Die ersten Öfen aus Terrakotta stammen wahrscheinlich aus dem 16. Jahrhundert,es sind uns jedoch weder Beispiele noch Dokumente erhalten geblieben. Einige monumentale Kachelöfen und prachtvolle Kamine sind dennoch, in den im Gebiet des Canavese liegenden Schlössern, wie die von Agliè, Masino, Rivarolo und Ozegna zu bestaunen.

 

Gegen Ende des 18. Jahrhunderts taucht in Castellamonte, neben den einfachen Öfen, der sogenannte “Franklin” auf, der großen Erfolg haben wird und der einen wesentlichen Beitrag zum Ruhm der örtlichen Keramik leisten wird. Es scheint daß der erste Kamin mit Luftzirkulation und sichtbarem Feuer vom Betrieb der Reasso, eine alte Handwerker-Dynastie, die seit Jahrhunderten im Herzen des Stadtteils Sankt Rochus ansäBig ist, gebaut worden ist. Er wurde entwickelt auf Grundlage der Forschungen des bekannten, nordamerikanischen Wissenschaftlers und Politikers Benjamin Franklin und wurde nach ihm benannt, es ist jedoch sehr wahrscheinlich daB der Abt Don Andrea Cassano, einzigartige Gestalt von Pädagoge, Revolutionär und sehr gutem Lehrer in einem, der örtliche Entwerfer gewesen ist.

 

Das 19. Jahrhundert bedeutet für den klassischen Kachelofen aus Castellamonte einen echten Triumph, er wird durch ausgearbeitete Dekorationen bereichert und mit lebendigen Farben bemalt, sodaß er zu einem richtig kostbaren Einrichtungsgenstand wird.

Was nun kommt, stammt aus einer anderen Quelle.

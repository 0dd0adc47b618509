use crate::error::Result;
use crate::model::{MediaType, Product, ProductMedia};
use async_trait::async_trait;
use chrono::Utc;
use sqlx::{PgPool, Row};
use std::collections::HashMap;
use std::sync::Mutex;

#[async_trait]
pub trait CatalogStore: Send + Sync {
    async fn get_product(&self, product_key: &str) -> Result<Option<Product>>;
    async fn upsert_product(&self, product: &Product) -> Result<()>;
    async fn insert_media(&self, media: &[ProductMedia]) -> Result<()>;
    async fn list_media(
        &self,
        product_key: &str,
        version: i32,
        limit: i64,
    ) -> Result<Vec<ProductMedia>>;
}

pub struct PostgresCatalogStore {
    pool: PgPool,
}

impl PostgresCatalogStore {
    pub fn new(pool: PgPool) -> Self {
        Self { pool }
    }
}

fn media_type_str(media_type: MediaType) -> &'static str {
    match media_type {
        MediaType::Image => "image",
        MediaType::Video => "video",
    }
}

fn parse_media_type(s: &str) -> MediaType {
    match s {
        "video" => MediaType::Video,
        _ => MediaType::Image,
    }
}

#[async_trait]
impl CatalogStore for PostgresCatalogStore {
    async fn get_product(&self, product_key: &str) -> Result<Option<Product>> {
        let row = sqlx::query(
            r#"
            SELECT product_key, url, title, price_amount, price_currency,
                   fingerprint, version, created_at, updated_at
            FROM products
            WHERE product_key = $1
            "#,
        )
        .bind(product_key)
        .fetch_optional(&self.pool)
        .await?;

        Ok(row.map(|r| Product {
            product_key: r.get("product_key"),
            url: r.get("url"),
            title: r.get("title"),
            price: match (
                r.get::<Option<String>, _>("price_amount"),
                r.get::<Option<String>, _>("price_currency"),
            ) {
                (Some(amount), Some(currency)) => Some(crate::model::Price { amount, currency }),
                _ => None,
            },
            fingerprint: r.get("fingerprint"),
            version: r.get("version"),
            created_at: r.get("created_at"),
            updated_at: r.get("updated_at"),
        }))
    }

    async fn upsert_product(&self, product: &Product) -> Result<()> {
        sqlx::query(
            r#"
            INSERT INTO products (
                product_key, url, title, price_amount, price_currency,
                fingerprint, version, created_at, updated_at
            ) VALUES ($1, $2, $3, $4, $5, $6, $7, $8, $9)
            ON CONFLICT (product_key) DO UPDATE SET
                url = EXCLUDED.url,
                title = EXCLUDED.title,
                price_amount = EXCLUDED.price_amount,
                price_currency = EXCLUDED.price_currency,
                fingerprint = EXCLUDED.fingerprint,
                version = EXCLUDED.version,
                updated_at = EXCLUDED.updated_at
            "#,
        )
        .bind(&product.product_key)
        .bind(&product.url)
        .bind(&product.title)
        .bind(product.price.as_ref().map(|p| p.amount.clone()))
        .bind(product.price.as_ref().map(|p| p.currency.clone()))
        .bind(&product.fingerprint)
        .bind(product.version)
        .bind(product.created_at)
        .bind(product.updated_at)
        .execute(&self.pool)
        .await?;
        Ok(())
    }

    async fn insert_media(&self, media: &[ProductMedia]) -> Result<()> {
        for m in media {
            sqlx::query(
                r#"
                INSERT INTO product_media (
                    product_key, version, media_type, source_url, local_path, created_at
                ) VALUES ($1, $2, $3, $4, $5, $6)
                ON CONFLICT (product_key, version, media_type, source_url) DO NOTHING
                "#,
            )
            .bind(&m.product_key)
            .bind(m.version)
            .bind(media_type_str(m.media_type))
            .bind(&m.source_url)
            .bind(&m.local_path)
            .bind(m.created_at)
            .execute(&self.pool)
            .await?;
        }
        Ok(())
    }

    async fn list_media(
        &self,
        product_key: &str,
        version: i32,
        limit: i64,
    ) -> Result<Vec<ProductMedia>> {
        let rows = sqlx::query(
            r#"
            SELECT product_key, version, media_type, source_url, local_path, created_at
            FROM product_media
            WHERE product_key = $1 AND version = $2
            ORDER BY created_at ASC
            LIMIT $3
            "#,
        )
        .bind(product_key)
        .bind(version)
        .bind(limit)
        .fetch_all(&self.pool)
        .await?;

        Ok(rows
            .into_iter()
            .map(|r| ProductMedia {
                product_key: r.get("product_key"),
                version: r.get("version"),
                media_type: parse_media_type(r.get("media_type")),
                source_url: r.get("source_url"),
                local_path: r.get("local_path"),
                created_at: r.get("created_at"),
            })
            .collect())
    }
}

/// In-memory `CatalogStore` used by tests, mirroring the teacher's
/// `MockStorage` pattern: plain state behind a `Mutex`, no network I/O.
#[derive(Default)]
pub struct InMemoryCatalogStore {
    products: Mutex<HashMap<String, Product>>,
    media: Mutex<Vec<ProductMedia>>,
}

impl InMemoryCatalogStore {
    pub fn new() -> Self {
        Self::default()
    }
}

#[async_trait]
impl CatalogStore for InMemoryCatalogStore {
    async fn get_product(&self, product_key: &str) -> Result<Option<Product>> {
        Ok(self
            .products
            .lock()
            .expect("catalog mutex poisoned")
            .get(product_key)
            .cloned())
    }

    async fn upsert_product(&self, product: &Product) -> Result<()> {
        self.products
            .lock()
            .expect("catalog mutex poisoned")
            .insert(product.product_key.clone(), product.clone());
        Ok(())
    }

    async fn insert_media(&self, new_media: &[ProductMedia]) -> Result<()> {
        let mut media = self.media.lock().expect("catalog mutex poisoned");
        for m in new_media {
            let exists = media.iter().any(|existing| {
                existing.product_key == m.product_key
                    && existing.version == m.version
                    && existing.media_type == m.media_type
                    && existing.source_url == m.source_url
            });
            if !exists {
                media.push(m.clone());
            }
        }
        Ok(())
    }

    async fn list_media(
        &self,
        product_key: &str,
        version: i32,
        limit: i64,
    ) -> Result<Vec<ProductMedia>> {
        let media = self.media.lock().expect("catalog mutex poisoned");
        let mut matching: Vec<ProductMedia> = media
            .iter()
            .filter(|m| m.product_key == product_key && m.version == version)
            .cloned()
            .collect();
        matching.sort_by_key(|m| m.created_at);
        matching.truncate(limit as usize);
        Ok(matching)
    }
}

pub fn now() -> chrono::DateTime<Utc> {
    Utc::now()
}

#[cfg(test)]
mod tests {
    use super::*;
    use crate::model::Price;

    fn product(key: &str, version: i32, fp: &str) -> Product {
        let ts = now();
        Product {
            product_key: key.to_string(),
            url: "u".to_string(),
            title: Some("T".to_string()),
            price: Some(Price {
                amount: "9.99".to_string(),
                currency: "$".to_string(),
            }),
            fingerprint: fp.to_string(),
            version,
            created_at: ts,
            updated_at: ts,
        }
    }

    #[tokio::test]
    async fn upsert_then_get_round_trips() {
        let store = InMemoryCatalogStore::new();
        store.upsert_product(&product("42", 1, "fp1")).await.unwrap();
        let fetched = store.get_product("42").await.unwrap().unwrap();
        assert_eq!(fetched.version, 1);
        assert_eq!(fetched.fingerprint, "fp1");
    }

    #[tokio::test]
    async fn duplicate_media_insert_is_silently_dropped() {
        let store = InMemoryCatalogStore::new();
        let ts = now();
        let m = ProductMedia {
            product_key: "42".to_string(),
            version: 1,
            media_type: MediaType::Image,
            source_url: "i1".to_string(),
            local_path: None,
            created_at: ts,
        };
        store.insert_media(&[m.clone(), m.clone()]).await.unwrap();
        let listed = store.list_media("42", 1, 10).await.unwrap();
        assert_eq!(listed.len(), 1);
    }
}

Die hervorragende Wärmeabgabe, die Mühelosigkeit der Feuerung ( damals war Holz billig und überall erhältlich ), die ziemlich niedrigen Preise begünstigen eine große Verbreitung nicht nur im Piemont, sondern auch in anderen Regionen. Die wichtigsten Betriebe, wie Pagliero, Galeazzo Stella und vor allem Buscaglione nehmen an den größten  Gewerbeausstellungen teil und werden mit Preisen gewürdigt, sodaß sie ein Vertriebnetz mit Filialen und Konzessionären aufbauen. Einige Stücke dieser Kachelöfen gelangen über die Grenzen hinweg nach Frankreich, in die Schweiz und nach Argentinien, auf Nachfrage vielleicht von vielen Auswanderern, die es geschafft hatten und die vermögend geworden waren. Es scheint daß einzelne monumentale Stücke sogar im weit abgelegenen Rußland  und in Sankt Petersburg ausgestellt worden sind.

Im herrlichen Wohnhaus und Museum der Familie Allaria, ein Jahrhunderte altes Geschlecht von Keramikhandwerkern wird mit liebevoller Sorgfalt eine kostbare und vielleicht einzigartige Sammlung von hochwertigen Beispielen bewahrt, und einige schöne Stücke befinden sich noch in manch alten Wohnhäusern von Castellamonte.

Mit der Verbreitung der Zentralheizung im 20. Jahrhundert, nimmt die Produktion der Öfen aus Terrakotta immer mehr ab, bis sie praktisch still gelegt wird.

Man erinnert sich noch an die Öfen in Schulen und Häusern während der letzten Kriegsjahre, wo man versuchte in diesen schrecklichen Tagen die Kälte zu lindern. Seit 1950 existiert der Terrakotta-Öfen nicht mehr. Die wenigen Betriebe, die sie noch herstellten, wie Pagliero, Rolando, Pollino sind nur noch in der Herstellung von Feuerziegeln tätig und die Presser des einheimischen Handwerkerstandes kann man nunmehr an den Fingern einer Hand zählen. Im Jahre 1955 kehrt der alte und ruhmreiche Kachelofen in unseren Häusern als Heizung und Einrichtungsgegenstand wieder ein, dank des Mutes und der Unternehmungslust von Elio Savio, eines tüchtigen, einheimischen Handwerkers der an das wirtschaftliche Potential des Holzbrand-Kachelofens glaubt, sowie an das althergebrachte und magische Handwerk des Kachelofenbauers.